Die Bilder von prügelnden Polizisten, die in Katalonien auf Wähler einschlagen und Wahlurnen beschlagnahmen, gingen um die Welt. Doch die Maßnahmen der spanischen Zentralregierung gegen die Durchführung des Referendums waren nicht nur auf der Straße und in den Wahllokalen spürbar, sondern auch im Internet.
Die digitale Bürgerrechtsorganisation X‑Net aus Barcelona hat einen ausführlichen Bericht veröffentlicht, aus dem hervorgeht, dass die spanische Regierung rund um das Referendum 140 Webseiten blockierte, darunter nicht nur Angebote der katalanischen Regionalregierung wie referendum.cat. Für 25 der Webseiten liegt auch eine Bestätigung des Zensur-Monitoring-Projektes OONI vor.
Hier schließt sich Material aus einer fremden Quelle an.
//! Gateway client
//!
//! [`GatewayClient`] configures and spawns the driver task; the returned
//! [`GatewayHandle`] is the only way collaborators talk to it.

mod driver;
mod error;

pub use error::GatewayError;

use crate::connection::ConnectionState;
use crate::discovery;
use crate::events::DispatchEvent;
use crate::protocol::IdentifyProperties;
use crate::transport::{Connector, WebSocketConnector};
use driver::{Command, GatewayDriver};
use herald_core::Intents;
use std::fmt;
use std::ops::Range;
use std::sync::Arc;
use std::time::Duration;
use tokio::sync::{mpsc, oneshot, watch};

/// Protocol version appended to the gateway URL
pub const DEFAULT_GATEWAY_VERSION: u8 = 10;

/// Fixed delay before reconnecting after a lost connection
pub const DEFAULT_RECONNECT_DELAY: Duration = Duration::from_millis(5_000);

/// Random backoff window after an invalidated session, in milliseconds
pub const INVALID_SESSION_BACKOFF_MS: Range<u64> = 1_000..6_000;

const COMMAND_BUFFER_SIZE: usize = 32;

/// Receives every dispatch event except READY
pub trait EventHandler: Send + Sync + 'static {
    fn handle(&self, event: DispatchEvent);
}

impl<F> EventHandler for F
where
    F: Fn(DispatchEvent) + Send + Sync + 'static,
{
    fn handle(&self, event: DispatchEvent) {
        self(event);
    }
}

/// Gateway connection settings
#[derive(Clone)]
pub struct GatewayConfig {
    pub token: String,
    pub intents: Intents,
    pub version: u8,
    pub reconnect_delay: Duration,
    pub invalid_session_backoff_ms: Range<u64>,
    pub properties: IdentifyProperties,
}

impl GatewayConfig {
    pub fn new(token: impl Into<String>) -> Self {
        Self {
            token: token.into(),
            intents: Intents::DEFAULT,
            version: DEFAULT_GATEWAY_VERSION,
            reconnect_delay: DEFAULT_RECONNECT_DELAY,
            invalid_session_backoff_ms: INVALID_SESSION_BACKOFF_MS,
            properties: IdentifyProperties::new(),
        }
    }

    #[must_use]
    pub fn with_intents(mut self, intents: Intents) -> Self {
        self.intents = intents;
        self
    }

    #[must_use]
    pub fn with_version(mut self, version: u8) -> Self {
        self.version = version;
        self
    }

    #[must_use]
    pub fn with_reconnect_delay(mut self, delay: Duration) -> Self {
        self.reconnect_delay = delay;
        self
    }

    #[must_use]
    pub fn with_invalid_session_backoff(mut self, backoff_ms: Range<u64>) -> Self {
        self.invalid_session_backoff_ms = backoff_ms;
        self
    }

    #[must_use]
    pub fn with_properties(mut self, properties: IdentifyProperties) -> Self {
        self.properties = properties;
        self
    }
}

impl fmt::Debug for GatewayConfig {
    fn fmt(&self, f: &mut fmt::Formatter<'_>) -> fmt::Result {
        f.debug_struct("GatewayConfig")
            .field("token", &"[redacted]")
            .field("intents", &self.intents)
            .field("version", &self.version)
            .field("reconnect_delay", &self.reconnect_delay)
            .field("invalid_session_backoff_ms", &self.invalid_session_backoff_ms)
            .finish()
    }
}

/// Builder for the gateway driver
pub struct GatewayClient<C = WebSocketConnector> {
    config: GatewayConfig,
    connector: C,
    http: reqwest::Client,
}

impl GatewayClient<WebSocketConnector> {
    /// Client that opens real WebSocket connections
    pub fn new(config: GatewayConfig) -> Self {
        Self::with_connector(config, WebSocketConnector)
    }
}

impl<C: Connector> GatewayClient<C> {
    pub fn with_connector(config: GatewayConfig, connector: C) -> Self {
        Self {
            config,
            connector,
            http: reqwest::Client::new(),
        }
    }

    /// HTTP client used for gateway discovery
    #[must_use]
    pub fn with_http(mut self, http: reqwest::Client) -> Self {
        self.http = http;
        self
    }

    /// Spawn the driver task
    ///
    /// Must be called from within a tokio runtime.
    pub fn spawn(self) -> GatewayHandle {
        let (command_tx, command_rx) = mpsc::channel(COMMAND_BUFFER_SIZE);
        let (state_tx, state_rx) = watch::channel(ConnectionState::Disconnected);

        let driver = GatewayDriver::new(self.config, self.connector, command_rx, state_tx);
        tokio::spawn(driver.run());

        GatewayHandle {
            commands: command_tx,
            state: state_rx,
            http: self.http,
        }
    }
}

/// Handle to a running gateway driver
#[derive(Clone)]
pub struct GatewayHandle {
    commands: mpsc::Sender<Command>,
    state: watch::Receiver<ConnectionState>,
    http: reqwest::Client,
}

impl GatewayHandle {
    /// Discover the gateway through `discovery_endpoint` and connect to it
    pub async fn connect(&self, discovery_endpoint: &str) -> Result<(), GatewayError> {
        let base = discovery::discover(&self.http, discovery_endpoint).await?;
        self.connect_gateway(base).await
    }

    /// Connect to an already known gateway base URL
    pub async fn connect_gateway(&self, base: impl Into<String>) -> Result<(), GatewayError> {
        self.command(Command::Connect { base: base.into() }).await
    }

    /// Register the event handler, replacing any previous one
    pub async fn on_event(&self, handler: impl EventHandler) -> Result<(), GatewayError> {
        self.command(Command::SetHandler(Arc::new(handler))).await
    }

    /// Current connection state
    pub fn state(&self) -> ConnectionState {
        *self.state.borrow()
    }

    /// Receiver that observes every published state change
    pub fn state_changes(&self) -> watch::Receiver<ConnectionState> {
        self.state.clone()
    }

    /// Wait until the connection reaches `target`
    pub async fn wait_for_state(&self, target: ConnectionState) -> Result<(), GatewayError> {
        let mut state = self.state.clone();
        state
            .wait_for(|current| *current == target)
            .await
            .map(|_| ())
            .map_err(|_| GatewayError::DriverStopped)
    }

    /// Close the connection normally and stop the driver
    pub async fn shutdown(&self) -> Result<(), GatewayError> {
        let (done_tx, done_rx) = oneshot::channel();
        self.command(Command::Shutdown(done_tx)).await?;
        done_rx.await.map_err(|_| GatewayError::DriverStopped)
    }

    async fn command(&self, command: Command) -> Result<(), GatewayError> {
        self.commands
            .send(command)
            .await
            .map_err(|_| GatewayError::DriverStopped)
    }
}

impl fmt::Debug for GatewayHandle {
    fn fmt(&self, f: &mut fmt::Formatter<'_>) -> fmt::Result {
        f.debug_struct("GatewayHandle")
            .field("state", &self.state())
            .finish()
    }
}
Um Kontrolle über die katalanische Domain-Registrierungsstelle .cat zu bekommen, führte die Guardia Civil eine Razzia durch, beschlagnahmte Computer und nahm einen Mitarbeiter fest. Nach Auskunft von X‑Net ist dieses Vorgehen gegen eine Registrierungsstelle in der Europäischen Union ein Novum.
Am Wahltag selbst blockierte der spanische Staat eine Seite, auf der die Wahllokale eine App zur Durchführung der Wahl abrufen konnten. Die App mit dem Register sollte sicherstellen, dass die Menschen nur einmal wählen konnten. Die Organisatoren des Referendums hatten wegen der zu erwartenden Repressionen gegen Wahllokale den Wählern erlaubt, auch abseits von ihrem Wohnort zu wählen.
Internetverbindungen gekappt?
Im Bericht gibt es auch Hinweise darauf, dass am Wahltag Internetverbindungen gekappt wurden. Laut dem Bericht wurde in vielen Wahllokalen die Wählerregister nach Abschaltung des Internets über Mobiltelefone geroutet. Auf der Straße skandierten Menschen „Geht in Flugzeugmodus“, um die belasteten Netze zu schonen, damit die Wallokale arbeiten konnten.
Das von der spanischen Zentralregierung und Gerichten für illegal und verfassungswidrig erklärte Referendum konnte wegen der zahlreichen Gegenmaßnahmen nicht nach den üblichen Wahlstandards durchgeführt werden. Am Ende konnten dennoch mehr als 2,2 Millionen von 5,3 Millionen Wahlberechtigten wählen, sie entschieden sich mit etwa neunzig Prozent für die Unabhängigkeit.